Did you have any input into each other’s work?

Jamie is the artist, I the wordsmith, but both of us were involved to a greater or lesser extent in each other’s input.  Jamie must take credit for the artwork; he has no idea how extraordinary it is and so, happily and proudly I sing its praises.  Aside from coming up jointly with the story and the text, I was his grumbling dogsbody.  Jamie was up at 5.30 each morning and didn’t stop ‘til 8 at night and never took a weekend off, trying to meet an impossible 10-month deadline (self-imposed and agreed by Walker Books because none of us knew initially how long each page would take to complete).

From commission, the coloured artwork took two years.  As it progressed, so too did the text balloons: we made our own font from my handwriting (the most legible it has ever been) and I created and positioned the text-balloons, Jamie designing the artwork, around them.  There is an extraordinary methodology to the construction of each complex page; too complicated perhaps to describe here (from pencil sketch, through watercolour wash, line drawings, to lighting and special effects in Photoshop), but suffice it to say that anything artistic and complicated, Jamie did and anything boringly monotonous and easy, he’d hand over to me, whereupon I’d settle down to the laborious task of colouring the hats, scarves, buttons, tentpoles … just look at the detail and spare a thought for the girl who coloured it, please!  I can tell you that on the day when finally I was to colour in my very last Shuffley sledge, you could find me whooping and hollering around the garden.

Were you inspired by any other books when you were creating this?

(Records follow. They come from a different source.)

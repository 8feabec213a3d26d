mod cli;

use clap::Parser;
use cli::{Cli, Command, RunArgs, collect_overrides};
use tabled::settings::Style;
use tabled::{Table, Tabled};
use todo_core::config::{self, Config};
use todo_core::error::AppError;
use todo_core::graph::unfinished_dependencies;
use todo_core::model::{InboxItem, Task, TaskStatus};
use todo_core::schedule::smart::SMART_WINDOW_WEEKS;
use todo_core::schedule::{ScheduleOptions, ScheduleResult, local_today, week_start};
use todo_core::task_api;
use tracing::warn;
use tracing_subscriber::EnvFilter;

const DEFAULT_LOG_FILTER: &str = "warn";
const VERBOSE_LOG_FILTER: &str = "todo_core=debug,todo_cli=debug";

fn init_tracing(verbose: bool) {
    let filter = if verbose {
        EnvFilter::new(VERBOSE_LOG_FILTER)
    } else {
        EnvFilter::try_from_default_env().unwrap_or_else(|_| EnvFilter::new(DEFAULT_LOG_FILTER))
    };

    tracing_subscriber::fmt()
        .with_env_filter(filter)
        .with_writer(std::io::stderr)
        .with_target(false)
        .init();
}

fn resolve_config(cli: &Cli) -> Result<Config, AppError> {
    let loaded = config::load_config_with_fallback();
    if let Some(err) = loaded.error {
        warn!("using default settings: {err}");
    }
    let overrides = collect_overrides(&cli.config_override)?;
    Ok(config::merge_overrides(&loaded.config, &overrides))
}

fn schedule_options(config: &Config, run: &RunArgs) -> ScheduleOptions {
    let capacity = run.capacity.unwrap_or_else(|| config.daily_capacity());
    let anchor = run
        .anchor
        .unwrap_or_else(|| week_start(local_today(), config.week_start()));
    ScheduleOptions::new(capacity, anchor).with_tiebreak(config.tiebreak())
}

fn print_json(value: &impl serde::Serialize) -> Result<(), AppError> {
    let rendered =
        serde_json::to_string(value).map_err(|err| AppError::invalid_data(err.to_string()))?;
    println!("{rendered}");
    Ok(())
}

fn print_tasks_plain(tasks: &[Task], inbox: &[InboxItem], all: &[Task]) {
    for task in tasks {
        let blocked =
            task.status != TaskStatus::Done && !unfinished_dependencies(task, all).is_empty();
        let prefix = if blocked { "[BLOCKED] " } else { "" };
        let scheduled = task.scheduled_date.as_deref().unwrap_or("-");
        let archived = if task.archived { " (archived)" } else { "" };
        println!(
            "{}{} | {} | {} | {}{} | {}",
            prefix, task.id, task.title, task.priority, task.status, archived, scheduled
        );
    }

    if !inbox.is_empty() {
        println!("Inbox:");
        for item in inbox {
            println!("{} | {}", item.id, item.title);
        }
    }
}

fn print_tasks_json(tasks: &[Task], inbox: &[InboxItem], all: &[Task]) -> Result<(), AppError> {
    let payload: Vec<serde_json::Value> = tasks
        .iter()
        .map(|task| {
            serde_json::json!({
                "id": task.id,
                "title": task.title,
                "priority": task.priority,
                "status": task.status,
                "scheduled_date": task.scheduled_date,
                "dependencies": task.dependencies,
                "blocked_by": unfinished_dependencies(task, all),
                "archived": task.archived,
            })
        })
        .collect();
    print_json(&serde_json::json!({ "tasks": payload, "inbox": inbox }))
}

#[derive(Tabled)]
struct PlanRow {
    day: String,
    id: String,
    title: String,
    priority: String,
}

fn print_plan_plain(result: &ScheduleResult, dry_run: bool) {
    if !result.scheduled.is_empty() {
        let rows = result.scheduled.iter().map(|task| PlanRow {
            day: task.scheduled_date.clone().unwrap_or_default(),
            id: task.id.clone(),
            title: task.title.clone(),
            priority: task.priority.to_string(),
        });
        let mut table = Table::new(rows);
        table.with(Style::psql());
        println!("{table}");
    }

    for task in &result.unplaced {
        println!("Unplaced: {} ({})", task.title, task.id);
    }

    let suffix = if dry_run { " (dry run, nothing saved)" } else { "" };
    println!(
        "Placed {} task(s) across {} week(s){}",
        result.placed, result.weeks_used, suffix
    );
}

/// Runs one command and returns the process exit status.
fn run_command(cli: Cli) -> Result<i32, AppError> {
    let config = resolve_config(&cli)?;

    match cli.command {
        Command::Add { title, priority } => {
            let task = task_api::add_task(&title, priority)?;
            if cli.json {
                print_json(&task)?;
            } else {
                println!("Added task: {} ({}, {})", task.title, task.id, task.priority);
            }
        }
        Command::Inbox { title } => {
            let item = task_api::capture_inbox(&title)?;
            if cli.json {
                print_json(&item)?;
            } else {
                println!("Captured to inbox: {} ({})", item.title, item.id);
            }
        }
        Command::List { all } => {
            let everything = task_api::list_tasks(true)?;
            let tasks = if all {
                everything.clone()
            } else {
                task_api::list_tasks(false)?
            };
            let inbox = task_api::list_inbox()?;
            if cli.json {
                print_tasks_json(&tasks, &inbox, &everything)?;
            } else {
                print_tasks_plain(&tasks, &inbox, &everything);
            }
        }
        Command::Depend { id, dependency } => {
            let task = task_api::add_dependency(&id, &dependency)?;
            if cli.json {
                print_json(&task)?;
            } else {
                println!("Task {} now depends on {}", task.id, dependency.trim());
            }
        }
        Command::Start { id } => {
            let task = task_api::start_task(&id)?;
            if cli.json {
                print_json(&task)?;
            } else {
                println!("Started task: {} ({})", task.title, task.id);
            }
        }
        Command::Done { id } => {
            let task = task_api::complete_task(&id)?;
            if cli.json {
                print_json(&task)?;
            } else {
                println!("Completed task: {} ({})", task.title, task.id);
            }
        }
        Command::Archive { id } => {
            let task = task_api::archive_task(&id)?;
            if cli.json {
                print_json(&task)?;
            } else {
                println!("Archived task: {} ({})", task.title, task.id);
            }
        }
        Command::Plan { run, dry_run } => {
            let options = schedule_options(&config, &run);
            for message in task_api::check_config(options.daily_capacity)? {
                eprintln!("WARNING: {message}");
            }
            let result = task_api::plan(&options, dry_run)?;
            if cli.json {
                print_json(&result)?;
            } else {
                print_plan_plain(&result, dry_run);
            }
        }
        Command::Place { id, run, dry_run } => {
            let options = schedule_options(&config, &run);
            let placed = task_api::place_task(&id, &options, dry_run)?;
            if cli.json {
                print_json(&serde_json::json!({
                    "id": id.trim(),
                    "scheduled_date": placed.as_ref().and_then(|task| task.scheduled_date.clone()),
                }))?;
            } else {
                match placed {
                    Some(task) => println!(
                        "Placed task: {} ({}) on {}",
                        task.title,
                        task.id,
                        task.scheduled_date.as_deref().unwrap_or("-")
                    ),
                    None => println!(
                        "No day with spare capacity in the next {SMART_WINDOW_WEEKS} weeks for {}",
                        id.trim()
                    ),
                }
            }
        }
        Command::Check { capacity } => {
            let capacity = capacity.unwrap_or_else(|| config.daily_capacity());
            let messages = task_api::check_config(capacity)?;
            if cli.json {
                print_json(&serde_json::json!({
                    "valid": messages.is_empty(),
                    "errors": messages,
                }))?;
            } else if messages.is_empty() {
                println!("Configuration OK (daily capacity {capacity})");
            } else {
                for message in &messages {
                    println!("{message}");
                }
            }
            if !messages.is_empty() {
                return Ok(1);
            }
        }
    }

    Ok(0)
}

fn normalize_parse_error(err: &clap::Error) -> AppError {
    let rendered = err.to_string();
    let first_line = rendered.lines().next().unwrap_or("invalid command").trim();
    let message = first_line
        .strip_prefix("error: ")
        .unwrap_or(first_line)
        .to_string();
    AppError::invalid_input(message)
}

fn main() {
    let cli = match Cli::try_parse() {
        Ok(cli) => cli,
        Err(err) if !err.use_stderr() => err.exit(),
        Err(err) => {
            eprintln!("ERROR: {}", normalize_parse_error(&err));
            std::process::exit(1);
        }
    };

    init_tracing(cli.verbose);

    match run_command(cli) {
        Ok(status) => std::process::exit(status),
        Err(err) => {
            eprintln!("ERROR: {}", err);
            std::process::exit(1);
        }
    }
}
use crate::model::{InboxItem, Task};
use crate::schedule::ScheduleOptions;
use crate::schedule::day::format_day;
use crate::schedule::place::{LoadMap, place_one};
use crate::schedule::score::Tiebreak;
use crate::schedule::window::{DAYS_PER_WEEK, day_window};
use serde::Serialize;
use std::cmp::Reverse;
use time::Date;
use tracing::{debug, trace};

/// Outcome of a bulk run.
#[derive(Debug, Clone, PartialEq, Eq, Serialize)]
pub struct ScheduleResult {
    /// Copies of every task that got a day, in placement order.
    pub scheduled: Vec<Task>,
    /// Tasks no day had room for, left unscheduled, in placement order.
    pub unplaced: Vec<Task>,
    pub weeks_used: u32,
    pub placed: usize,
}

#[derive(Debug, Clone, PartialEq, Eq)]
pub struct Placement {
    pub scheduled: Vec<Task>,
    pub unplaced: Vec<Task>,
    pub load: LoadMap,
}

/// Weeks of window needed to hold `total_tasks` at `daily_capacity`, never
/// less than one.
pub fn weeks_needed(total_tasks: usize, daily_capacity: i64) -> u32 {
    if daily_capacity <= 0 {
        return 1;
    }
    let per_week = (daily_capacity as u64).saturating_mul(u64::from(DAYS_PER_WEEK));
    let weeks = (total_tasks as u64).div_ceil(per_week).max(1);
    u32::try_from(weeks).unwrap_or(u32::MAX)
}

/// Place `tasks` one by one, in the order given, against a load map that
/// starts empty and grows with every placement.
pub fn place_all(
    tasks: impl IntoIterator<Item = Task>,
    window: &[Date],
    daily_capacity: i64,
    tiebreak: Tiebreak,
) -> Placement {
    let mut load = LoadMap::new();
    let mut scheduled = Vec::new();
    let mut unplaced = Vec::new();

    for mut task in tasks {
        match place_one(&task, window, &load, daily_capacity, tiebreak) {
            Some(day) => {
                *load.entry(day).or_insert(0) += 1;
                task.scheduled_date = Some(format_day(day));
                trace!(task = %task.id, day = %format_day(day), "placed task");
                scheduled.push(task);
            }
            None => {
                trace!(task = %task.id, "no day with spare capacity");
                unplaced.push(task);
            }
        }
    }

    Placement {
        scheduled,
        unplaced,
        load,
    }
}

/// Schedule every open task plus the whole inbox across as many weeks as the
/// backlog needs, starting at the week anchor.
///
/// Archived and done tasks are ignored. Inbox items enter as low-priority
/// todo tasks. Work is placed highest priority first; equal priorities keep
/// their input order, active tasks ahead of inbox items. Inputs are left
/// untouched.
pub fn auto_schedule(
    active: &[Task],
    inbox: &[InboxItem],
    options: &ScheduleOptions,
) -> ScheduleResult {
    let mut queue: Vec<Task> = active
        .iter()
        .filter(|task| task.is_schedulable())
        .cloned()
        .chain(inbox.iter().map(InboxItem::materialize))
        .collect();
    queue.sort_by_key(|task| Reverse(task.priority.weight()));

    let weeks_used = weeks_needed(queue.len(), options.daily_capacity);
    let window = day_window(options.week_anchor, weeks_used);
    let total = queue.len();

    let Placement {
        scheduled,
        unplaced,
        ..
    } = place_all(queue, &window, options.daily_capacity, options.tiebreak);

    debug!(
        total,
        placed = scheduled.len(),
        unplaced = unplaced.len(),
        weeks_used,
        anchor = %format_day(options.week_anchor),
        "auto-schedule run finished"
    );

    ScheduleResult {
        placed: scheduled.len(),
        scheduled,
        unplaced,
        weeks_used,
    }
}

Jamie was inspired as a child by Tove Jansson’s Moomin books; many people have noticed a similarity between Moomintroll and Tooki (and between Jamie and Tooki, if only Jamie had a yellow fur coat).  Both of us grew up with Tintin.  Jamie loved the Asterix books too and although I liked them, Tintin was and is an abiding obsession to the point of being able to quote lines, place frames and of having been accepted onto Mastermind with Tintin as my specialist subject, only to be told by the producer that having worked for the BBC, I wouldn’t be allowed on, as they might be seen to be partisan (a lucky escape perhaps).  Herge’s manner of creating a spread was a big influence on us: he’d always have a minor page-turner on the left-hand page and a major one on the right, a question that needed to be answered; we’ve always tried to do the same with Tooki, to have the reader excited to turn the page to see what was coming next.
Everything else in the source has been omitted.